[Records from a data source]
-- Opening Marker --

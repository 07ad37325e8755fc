//! Freshness policy for cached feeds

use chrono::{DateTime, Days, Utc};

/// Number of calendar days a cached feed stays valid
pub const MAX_CACHE_AGE_DAYS: u64 = 7;

/// Decides whether a cache timestamp is still fresh
///
/// Day arithmetic is done on the UTC calendar, so the result does not depend
/// on the local timezone of the process.
pub struct CachePolicy;

impl CachePolicy {
    /// Returns `true` if `now` is strictly earlier than `timestamp` plus the
    /// maximum cache age.
    ///
    /// A timestamp in the future is valid. If adding the maximum age
    /// overflows the calendar, the timestamp is reported invalid.
    pub fn validate(timestamp: DateTime<Utc>, now: DateTime<Utc>) -> bool {
        match timestamp.checked_add_days(Days::new(MAX_CACHE_AGE_DAYS)) {
            Some(max_age) => now < max_age,
            None => false,
        }
    }
}
//! Status catalog endpoint.

use axum::routing::get;
use axum::{Json, Router};
use serde::{Deserialize, Serialize};
use utoipa::ToSchema;

use shiptrack_state::ShipmentStatus;

use crate::state::AppState;

/// Wire representation of a lifecycle status.
#[derive(Debug, Clone, PartialEq, Eq, Serialize, Deserialize, ToSchema)]
pub struct StatusDto {
    /// Stable numeric code (1..=3).
    pub id: i16,
    /// Display name, e.g. "Ready to Pick Up".
    pub name: String,
}

impl From<ShipmentStatus> for StatusDto {
    fn from(status: ShipmentStatus) -> Self {
        Self {
            id: status.code(),
            name: status.name().to_string(),
        }
    }
}

pub fn router() -> Router<AppState> {
    Router::new().route("/v1/statuses", get(list_statuses))
}

/// List the lifecycle status catalog.
#[utoipa::path(
    get,
    path = "/v1/statuses",
    tag = "statuses",
    responses(
        (status = 200, description = "Full status catalog in lifecycle order", body = Vec<StatusDto>),
    )
)]
pub async fn list_statuses() -> Json<Vec<StatusDto>> {
    Json(ShipmentStatus::ALL.into_iter().map(StatusDto::from).collect())
}
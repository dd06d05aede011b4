//! Status catalog seeding.

use sqlx::postgres::PgPool;

use shiptrack_state::ShipmentStatus;

/// Insert any missing catalog rows. Idempotent: rows that already
/// exist are left untouched, so this is safe to run on every startup.
pub async fn ensure_seeded(pool: &PgPool) -> Result<(), sqlx::Error> {
    for status in ShipmentStatus::ALL {
        sqlx::query("INSERT INTO statuses (id, name) VALUES ($1, $2) ON CONFLICT (id) DO NOTHING")
            .bind(status.code())
            .bind(status.name())
            .execute(pool)
            .await?;
    }
    tracing::info!(count = ShipmentStatus::ALL.len(), "status catalog seeded");
    Ok(())
}
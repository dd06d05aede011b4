//! Request extraction helpers.
//!
//! JSON deserialization failures surface as Axum rejections with the
//! parser's own wording; this module maps them to the structured error
//! body and runs domain validation in the same step so handlers only
//! ever see well-formed input.

use axum::extract::rejection::JsonRejection;
use axum::Json;

use crate::error::AppError;

/// Domain validation beyond what serde enforces structurally.
pub trait Validate {
    fn validate(&self) -> Result<(), String>;
}

/// Unwrap a JSON extraction, mapping parse failures to `BadRequest`
/// and validation failures to `Validation`.
pub fn extract_validated_json<T: Validate>(
    body: Result<Json<T>, JsonRejection>,
) -> Result<T, AppError> {
    let Json(value) = body.map_err(|rejection| AppError::BadRequest(rejection.body_text()))?;
    value.validate().map_err(AppError::Validation)?;
    Ok(value)
}

#[cfg(test)]
mod tests {
    use super::*;
    use serde::Deserialize;

    #[derive(Debug, Deserialize)]
    struct Probe {
        count: u32,
    }

    impl Validate for Probe {
        fn validate(&self) -> Result<(), String> {
            if self.count == 0 {
                return Err("count must be positive".to_string());
            }
            Ok(())
        }
    }

    #[test]
    fn valid_body_passes_through() {
        let probe: Probe = serde_json::from_str(r#"{"count": 3}"#).unwrap();
        let result = extract_validated_json(Ok(Json(probe)));
        assert_eq!(result.unwrap().count, 3);
    }

    #[test]
    fn failing_validation_maps_to_validation_error() {
        let probe: Probe = serde_json::from_str(r#"{"count": 0}"#).unwrap();
        let result = extract_validated_json(Ok(Json(probe)));
        match result {
            Err(AppError::Validation(msg)) => assert!(msg.contains("positive")),
            other => panic!("expected Validation, got: {other:?}"),
        }
    }
}
//! Shipment row persistence.

use chrono::{DateTime, Utc};
use sqlx::postgres::PgPool;
use uuid::Uuid;

use shiptrack_core::ShipmentId;
use shiptrack_state::ShipmentStatus;

use crate::state::ShipmentRecord;

#[derive(sqlx::FromRow)]
struct ShipmentRow {
    id: Uuid,
    tracking_id: String,
    phone_number: String,
    description: Option<String>,
    status_id: i16,
    version: i64,
    created_at: DateTime<Utc>,
    updated_at: DateTime<Utc>,
}

impl ShipmentRow {
    /// `None` when the row carries a status code outside the catalog.
    fn into_record(self) -> Option<ShipmentRecord> {
        let status = ShipmentStatus::from_code(self.status_id)?;
        Some(ShipmentRecord {
            id: ShipmentId::from_uuid(self.id),
            tracking_id: self.tracking_id,
            phone_number: self.phone_number,
            description: self.description,
            status,
            version: self.version,
            created_at: self.created_at,
            updated_at: self.updated_at,
        })
    }
}

pub async fn insert(pool: &PgPool, record: &ShipmentRecord) -> Result<(), sqlx::Error> {
    sqlx::query(
        r#"
        INSERT INTO shipments
            (id, tracking_id, phone_number, description, status_id, version, created_at, updated_at)
        VALUES ($1, $2, $3, $4, $5, $6, $7, $8)
        "#,
    )
    .bind(record.id.as_uuid())
    .bind(&record.tracking_id)
    .bind(&record.phone_number)
    .bind(&record.description)
    .bind(record.status.code())
    .bind(record.version)
    .bind(record.created_at)
    .bind(record.updated_at)
    .execute(pool)
    .await?;
    Ok(())
}

/// Conditional status update. Returns `false` when the row's version no
/// longer matches `prev_version`, meaning another writer got there
/// first and the caller must not treat the transition as persisted.
pub async fn update_status(
    pool: &PgPool,
    id: &ShipmentId,
    status: ShipmentStatus,
    prev_version: i64,
    updated_at: DateTime<Utc>,
) -> Result<bool, sqlx::Error> {
    let result = sqlx::query(
        r#"
        UPDATE shipments
        SET status_id = $1, version = version + 1, updated_at = $2
        WHERE id = $3 AND version = $4
        "#,
    )
    .bind(status.code())
    .bind(updated_at)
    .bind(id.as_uuid())
    .bind(prev_version)
    .execute(pool)
    .await?;
    Ok(result.rows_affected() > 0)
}

pub async fn delete(pool: &PgPool, id: &ShipmentId) -> Result<bool, sqlx::Error> {
    let result = sqlx::query("DELETE FROM shipments WHERE id = $1")
        .bind(id.as_uuid())
        .execute(pool)
        .await?;
    Ok(result.rows_affected() > 0)
}

/// Load every shipment row into memory at startup. Rows with an
/// unknown status code are skipped and logged rather than aborting the
/// whole load.
pub async fn load_all(pool: &PgPool) -> Result<Vec<ShipmentRecord>, sqlx::Error> {
    let rows: Vec<ShipmentRow> = sqlx::query_as(
        r#"
        SELECT id, tracking_id, phone_number, description, status_id, version,
               created_at, updated_at
        FROM shipments
        ORDER BY created_at
        "#,
    )
    .fetch_all(pool)
    .await?;

    let mut records = Vec::with_capacity(rows.len());
    for row in rows {
        let id = row.id;
        let status_id = row.status_id;
        match row.into_record() {
            Some(record) => records.push(record),
            None => {
                tracing::error!(shipment_id = %id, status_id, "skipping row with unknown status code");
            }
        }
    }
    Ok(records)
}
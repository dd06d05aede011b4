//! HTTP middleware: request metrics.

pub mod metrics;

pub use metrics::{metrics_middleware, ApiMetrics};
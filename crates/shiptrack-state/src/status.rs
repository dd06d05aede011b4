//! # Shipment Status Catalog and Guarded Transitions
//!
//! One enum variant per lifecycle stage. Each stage carries a stable
//! small integer code and a display name; the display name is what the
//! API and the database see, the enum is what the code sees.

use serde::{Deserialize, Serialize};
use thiserror::Error;

/// One stage in the fixed delivery lifecycle.
///
/// The catalog is closed: no stage is created or removed at runtime.
/// `ReadyToPickUp` is the sole initial stage, assigned at creation;
/// `Delivered` is terminal — no transition leaves it.
#[derive(Debug, Clone, Copy, PartialEq, Eq, Hash, Serialize, Deserialize)]
pub enum ShipmentStatus {
    /// Package registered and waiting for courier pickup.
    ReadyToPickUp,
    /// Courier has the package and is en route.
    OutForDelivery,
    /// Package handed to the recipient. Terminal stage.
    Delivered,
}

impl ShipmentStatus {
    /// The status every shipment is created with.
    pub const INITIAL: ShipmentStatus = ShipmentStatus::ReadyToPickUp;

    /// The full catalog in lifecycle order.
    pub const ALL: [ShipmentStatus; 3] = [
        ShipmentStatus::ReadyToPickUp,
        ShipmentStatus::OutForDelivery,
        ShipmentStatus::Delivered,
    ];

    /// Stable small integer code for this stage.
    ///
    /// Codes are part of the external contract (the API exposes them in
    /// status objects and the database uses them as primary keys), so
    /// they never change meaning between releases.
    pub fn code(&self) -> i16 {
        match self {
            Self::ReadyToPickUp => 1,
            Self::OutForDelivery => 2,
            Self::Delivered => 3,
        }
    }

    /// The display name of this stage.
    pub fn name(&self) -> &'static str {
        match self {
            Self::ReadyToPickUp => "Ready to Pick Up",
            Self::OutForDelivery => "Out for Delivery",
            Self::Delivered => "Delivered",
        }
    }

    /// Resolve a stable integer code back to a catalog stage.
    ///
    /// Returns `None` for codes outside the catalog; see [`from_name`]
    /// for how callers treat that.
    ///
    /// [`from_name`]: ShipmentStatus::from_name
    pub fn from_code(code: i16) -> Option<ShipmentStatus> {
        match code {
            1 => Some(Self::ReadyToPickUp),
            2 => Some(Self::OutForDelivery),
            3 => Some(Self::Delivered),
            _ => None,
        }
    }

    /// Resolve a display name back to a catalog stage.
    ///
    /// Returns `None` for names outside the catalog. The only way this
    /// path sees an unknown name is externally tampered storage, so
    /// callers treat `None` as an internal integrity failure rather
    /// than a client fault.
    pub fn from_name(name: &str) -> Option<ShipmentStatus> {
        match name {
            "Ready to Pick Up" => Some(Self::ReadyToPickUp),
            "Out for Delivery" => Some(Self::OutForDelivery),
            "Delivered" => Some(Self::Delivered),
            _ => None,
        }
    }

    /// Whether this is a terminal stage (no further transitions).
    pub fn is_terminal(&self) -> bool {
        matches!(self, Self::Delivered)
    }

    /// Move from `Ready to Pick Up` to `Out for Delivery`.
    ///
    /// # Errors
    ///
    /// Returns [`TransitionError::InvalidTransition`] if the shipment is
    /// not currently `Ready to Pick Up`, reporting both the actual and
    /// the required stage. The guard failing never mutates anything —
    /// `self` is `Copy` and the caller only stores the `Ok` value.
    pub fn checkout(self) -> Result<ShipmentStatus, TransitionError> {
        self.guarded(Self::ReadyToPickUp, Self::OutForDelivery)
    }

    /// Move from `Out for Delivery` to `Delivered`.
    ///
    /// # Errors
    ///
    /// Returns [`TransitionError::InvalidTransition`] if the shipment is
    /// not currently `Out for Delivery`.
    pub fn deliver(self) -> Result<ShipmentStatus, TransitionError> {
        self.guarded(Self::OutForDelivery, Self::Delivered)
    }

    /// The single guarded edge both named transitions go through:
    /// accept only if the current stage matches the required
    /// predecessor, otherwise report actual vs. required.
    fn guarded(
        self,
        required: ShipmentStatus,
        requested: ShipmentStatus,
    ) -> Result<ShipmentStatus, TransitionError> {
        if self != required {
            return Err(TransitionError::InvalidTransition {
                actual: self,
                required,
                requested,
            });
        }
        Ok(requested)
    }
}

impl std::fmt::Display for ShipmentStatus {
    fn fmt(&self, f: &mut std::fmt::Formatter<'_>) -> std::fmt::Result {
        write!(f, "{}", self.name())
    }
}

/// Errors raised when a transition guard rejects a request.
///
/// Each variant carries structured context — the offending stages, not
/// just a message — so the transport layer can form a precise response.
#[derive(Error, Debug, Clone, Copy, PartialEq, Eq)]
pub enum TransitionError {
    /// The shipment is not in the stage the requested transition
    /// requires. A precondition failure, not a retryable error.
    #[error("Cannot move to '{requested}' from '{actual}'. Expected status: '{required}'")]
    InvalidTransition {
        /// The stage the shipment is actually in.
        actual: ShipmentStatus,
        /// The stage the transition requires.
        required: ShipmentStatus,
        /// The stage the transition would have moved to.
        requested: ShipmentStatus,
    },
}
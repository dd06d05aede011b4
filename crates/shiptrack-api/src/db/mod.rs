//! # Database Layer
//!
//! Postgres persistence via `sqlx`. The database is optional: when
//! `DATABASE_URL` is unset the service runs purely in memory and all
//! functions here are simply never called. When it is set, every store
//! mutation writes through here after the in-memory commit.

pub mod shipments;
pub mod statuses;

use sqlx::postgres::{PgPool, PgPoolOptions};
use std::time::Duration;

/// Initialise the database connection pool from `DATABASE_URL` and run
/// pending migrations. Returns `None` when no database is configured.
pub async fn init_pool() -> Result<Option<PgPool>, sqlx::Error> {
    let Ok(url) = std::env::var("DATABASE_URL") else {
        tracing::warn!("DATABASE_URL not set, running with in-memory state only");
        return Ok(None);
    };

    let pool = PgPoolOptions::new()
        .max_connections(20)
        .min_connections(2)
        .acquire_timeout(Duration::from_secs(5))
        .connect(&url)
        .await?;

    sqlx::migrate!("./migrations").run(&pool).await?;

    tracing::info!("database pool initialised and migrations applied");
    Ok(Some(pool))
}

/// Whether an sqlx error is a Postgres unique-constraint violation.
pub fn is_unique_violation(err: &sqlx::Error) -> bool {
    matches!(
        err,
        sqlx::Error::Database(db_err) if db_err.code().as_deref() == Some("23505")
    )
}
//! # shiptrack-core — Foundational Types
//!
//! Domain-primitive newtypes for the shipment tracking service. Each
//! identifier is a distinct type — you cannot pass a [`TrackingId`]
//! where a [`PhoneNumber`] is expected, and a value that exists at all
//! has already passed format validation.
//!
//! ## Validation
//!
//! String-based values ([`TrackingId`], [`PhoneNumber`]) validate at
//! construction time and again at deserialization time. UUID-based
//! identifiers ([`ShipmentId`]) are always valid by construction.

pub mod error;
pub mod identity;

pub use error::ValidationError;
pub use identity::{PhoneNumber, ShipmentId, TrackingId};
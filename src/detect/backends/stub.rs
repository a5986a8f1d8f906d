use std::collections::VecDeque;

use anyhow::{anyhow, Result};
use image::RgbImage;

use crate::detect::backend::DetectorBackend;
use crate::detect::result::Detection;

/// Scripted backend for tests and dry runs.
///
/// Responses are replayed in call order; once the script is exhausted every call
/// reports no detections. The sizes of the images it was called with are recorded
/// so tests can check which crops reached the detector.
#[derive(Default)]
pub struct StubBackend {
    script: VecDeque<Result<Vec<Detection>, String>>,
    calls: Vec<(u32, u32)>,
}

impl StubBackend {
    pub fn new() -> Self {
        Self::default()
    }

    /// Queue a successful response.
    pub fn respond(mut self, detections: Vec<Detection>) -> Self {
        self.script.push_back(Ok(detections));
        self
    }

    /// Queue a failing response.
    pub fn fail(mut self, message: &str) -> Self {
        self.script.push_back(Err(message.to_string()));
        self
    }

    /// `(width, height)` of every image passed to `detect`, in call order.
    pub fn calls(&self) -> &[(u32, u32)] {
        &self.calls
    }
}

impl DetectorBackend for StubBackend {
    fn name(&self) -> &str {
        "stub"
    }

    fn detect(&mut self, image: &RgbImage, _size_hint: u32) -> Result<Vec<Detection>> {
        self.calls.push(image.dimensions());
        match self.script.pop_front() {
            Some(Ok(detections)) => Ok(detections),
            Some(Err(message)) => Err(anyhow!(message)),
            None => Ok(Vec::new()),
        }
    }
}
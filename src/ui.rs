use indicatif::{ProgressBar, ProgressDrawTarget, ProgressStyle};
use std::time::{Duration, Instant};

#[derive(Clone, Copy, Debug, PartialEq, Eq, clap::ValueEnum)]
pub enum UiMode {
    Auto,
    Plain,
    Pretty,
}

/// Stage reporting on stderr: spinners on a terminal, `==>` lines otherwise.
#[derive(Clone, Debug)]
pub struct Ui {
    mode: UiMode,
    is_tty: bool,
}

impl Ui {
    pub fn new(mode: UiMode, is_tty: bool) -> Self {
        Self { mode, is_tty }
    }

    fn pretty(&self) -> bool {
        self.is_tty
            && match self.mode {
                UiMode::Pretty | UiMode::Auto => true,
                UiMode::Plain => false,
            }
    }

    pub fn stage(&self, name: &str) -> StageGuard {
        if self.pretty() {
            let spinner = ProgressBar::new_spinner();
            spinner.set_draw_target(ProgressDrawTarget::stderr());
            spinner.enable_steady_tick(Duration::from_millis(120));
            let style = ProgressStyle::with_template("{spinner} {msg}")
                .unwrap_or_else(|_| ProgressStyle::default_spinner());
            spinner.set_style(style);
            spinner.set_message(format!("{name}…"));
            StageGuard::new(name.to_string(), Some(spinner))
        } else {
            eprintln!("==> {}", name);
            StageGuard::new(name.to_string(), None)
        }
    }
}

/// Reports the stage as finished, with its duration, when dropped.
pub struct StageGuard {
    name: String,
    detail: Option<String>,
    start: Instant,
    spinner: Option<ProgressBar>,
}

impl StageGuard {
    fn new(name: String, spinner: Option<ProgressBar>) -> Self {
        Self {
            name,
            detail: None,
            start: Instant::now(),
            spinner,
        }
    }

    /// Short summary shown next to the finished stage.
    pub fn set_detail(&mut self, detail: impl Into<String>) {
        self.detail = Some(detail.into());
    }
}

impl Drop for StageGuard {
    fn drop(&mut self) {
        let elapsed = format_duration(self.start.elapsed());
        let message = match &self.detail {
            Some(detail) => format!("✔ {}: {} ({})", self.name, detail, elapsed),
            None => format!("✔ {} ({})", self.name, elapsed),
        };
        if let Some(spinner) = &self.spinner {
            spinner.finish_with_message(message);
        } else {
            eprintln!("{message}");
        }
    }
}

fn format_duration(duration: Duration) -> String {
    if duration.as_secs() >= 1 {
        format!("{:.2}s", duration.as_secs_f64())
    } else {
        format!("{}ms", duration.as_millis())
    }
}

#[cfg(test)]
mod tests {
    use super::*;

    #[test]
    fn pretty_needs_a_terminal() {
        assert!(!Ui::new(UiMode::Pretty, false).pretty());
        assert!(Ui::new(UiMode::Auto, true).pretty());
        assert!(!Ui::new(UiMode::Plain, true).pretty());
    }

    #[test]
    fn durations_switch_units_at_one_second() {
        assert_eq!(format_duration(Duration::from_millis(250)), "250ms");
        assert_eq!(format_duration(Duration::from_millis(1500)), "1.50s");
    }
}
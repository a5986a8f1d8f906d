//! Work sources feeding image paths into the pipeline.
//!
//! - `DirectorySource`: recursive scan of a local directory.
//! - `QueueSource`: request/reply client for an external work queue.
//!
//! A source hands out one path at a time. `Ok(None)` means nothing is available
//! right now; the caller sleeps and asks again.

pub mod directory;
pub mod queue;

use std::path::{Path, PathBuf};

use anyhow::Result;

use crate::config::InputSource;

pub use directory::DirectorySource;
pub use queue::{QueueSource, RequestCode};

/// One unit of work: the image file to process.
#[derive(Clone, Debug, PartialEq, Eq)]
pub struct WorkItem {
    path: PathBuf,
}

impl WorkItem {
    pub fn new(path: impl Into<PathBuf>) -> Self {
        Self { path: path.into() }
    }

    pub fn path(&self) -> &Path {
        &self.path
    }
}

pub trait WorkSource: Send {
    fn name(&self) -> &str;

    /// Next item, or `None` when the source is idle.
    fn next_item(&mut self) -> Result<Option<WorkItem>>;

    /// Called once the item has been fully processed.
    fn complete(&mut self, _item: &WorkItem) -> Result<()> {
        Ok(())
    }
}

/// Build the work source selected by the input configuration.
pub fn open_source(source: &InputSource) -> Result<Box<dyn WorkSource>> {
    match source {
        InputSource::Directory(settings) => Ok(Box::new(DirectorySource::new(
            &settings.base_dir,
            &settings.extension,
        ))),
        InputSource::MessageQueue(settings) => Ok(Box::new(QueueSource::new(settings)?)),
    }
}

-- Closing Marker --

**What the task asks**
Each line of the records, from the opening one through the line holding "Display name, e.g.", should be restated word for word, with nothing else in the answer.

**Solution for this exercise**
repository 07ad37325e8755fc
//! Freshness policy for cached feeds

use chrono::{DateTime, Days, Utc};

/// Number of calendar days a cached feed stays valid
pub const MAX_CACHE_AGE_DAYS: u64 = 7;

/// Decides whether a cache timestamp is still fresh
///
/// Day arithmetic is done on the UTC calendar, so the result does not depend
/// on the local timezone of the process.
pub struct CachePolicy;

impl CachePolicy {
    /// Returns `true` if `now` is strictly earlier than `timestamp` plus the
    /// maximum cache age.
    ///
    /// A timestamp in the future is valid. If adding the maximum age
    /// overflows the calendar, the timestamp is reported invalid.
    pub fn validate(timestamp: DateTime<Utc>, now: DateTime<Utc>) -> bool {
        match timestamp.checked_add_days(Days::new(MAX_CACHE_AGE_DAYS)) {
            Some(max_age) => now < max_age,
            None => false,
        }
    }
}
//! Status catalog endpoint.

use axum::routing::get;
use axum::{Json, Router};
use serde::{Deserialize, Serialize};
use utoipa::ToSchema;

use shiptrack_state::ShipmentStatus;

use crate::state::AppState;

/// Wire representation of a lifecycle status.
#[derive(Debug, Clone, PartialEq, Eq, Serialize, Deserialize, ToSchema)]
pub struct StatusDto {
    /// Stable numeric code (1..=3).
    pub id: i16,
    /// Display name, e.g. "Ready to Pick Up".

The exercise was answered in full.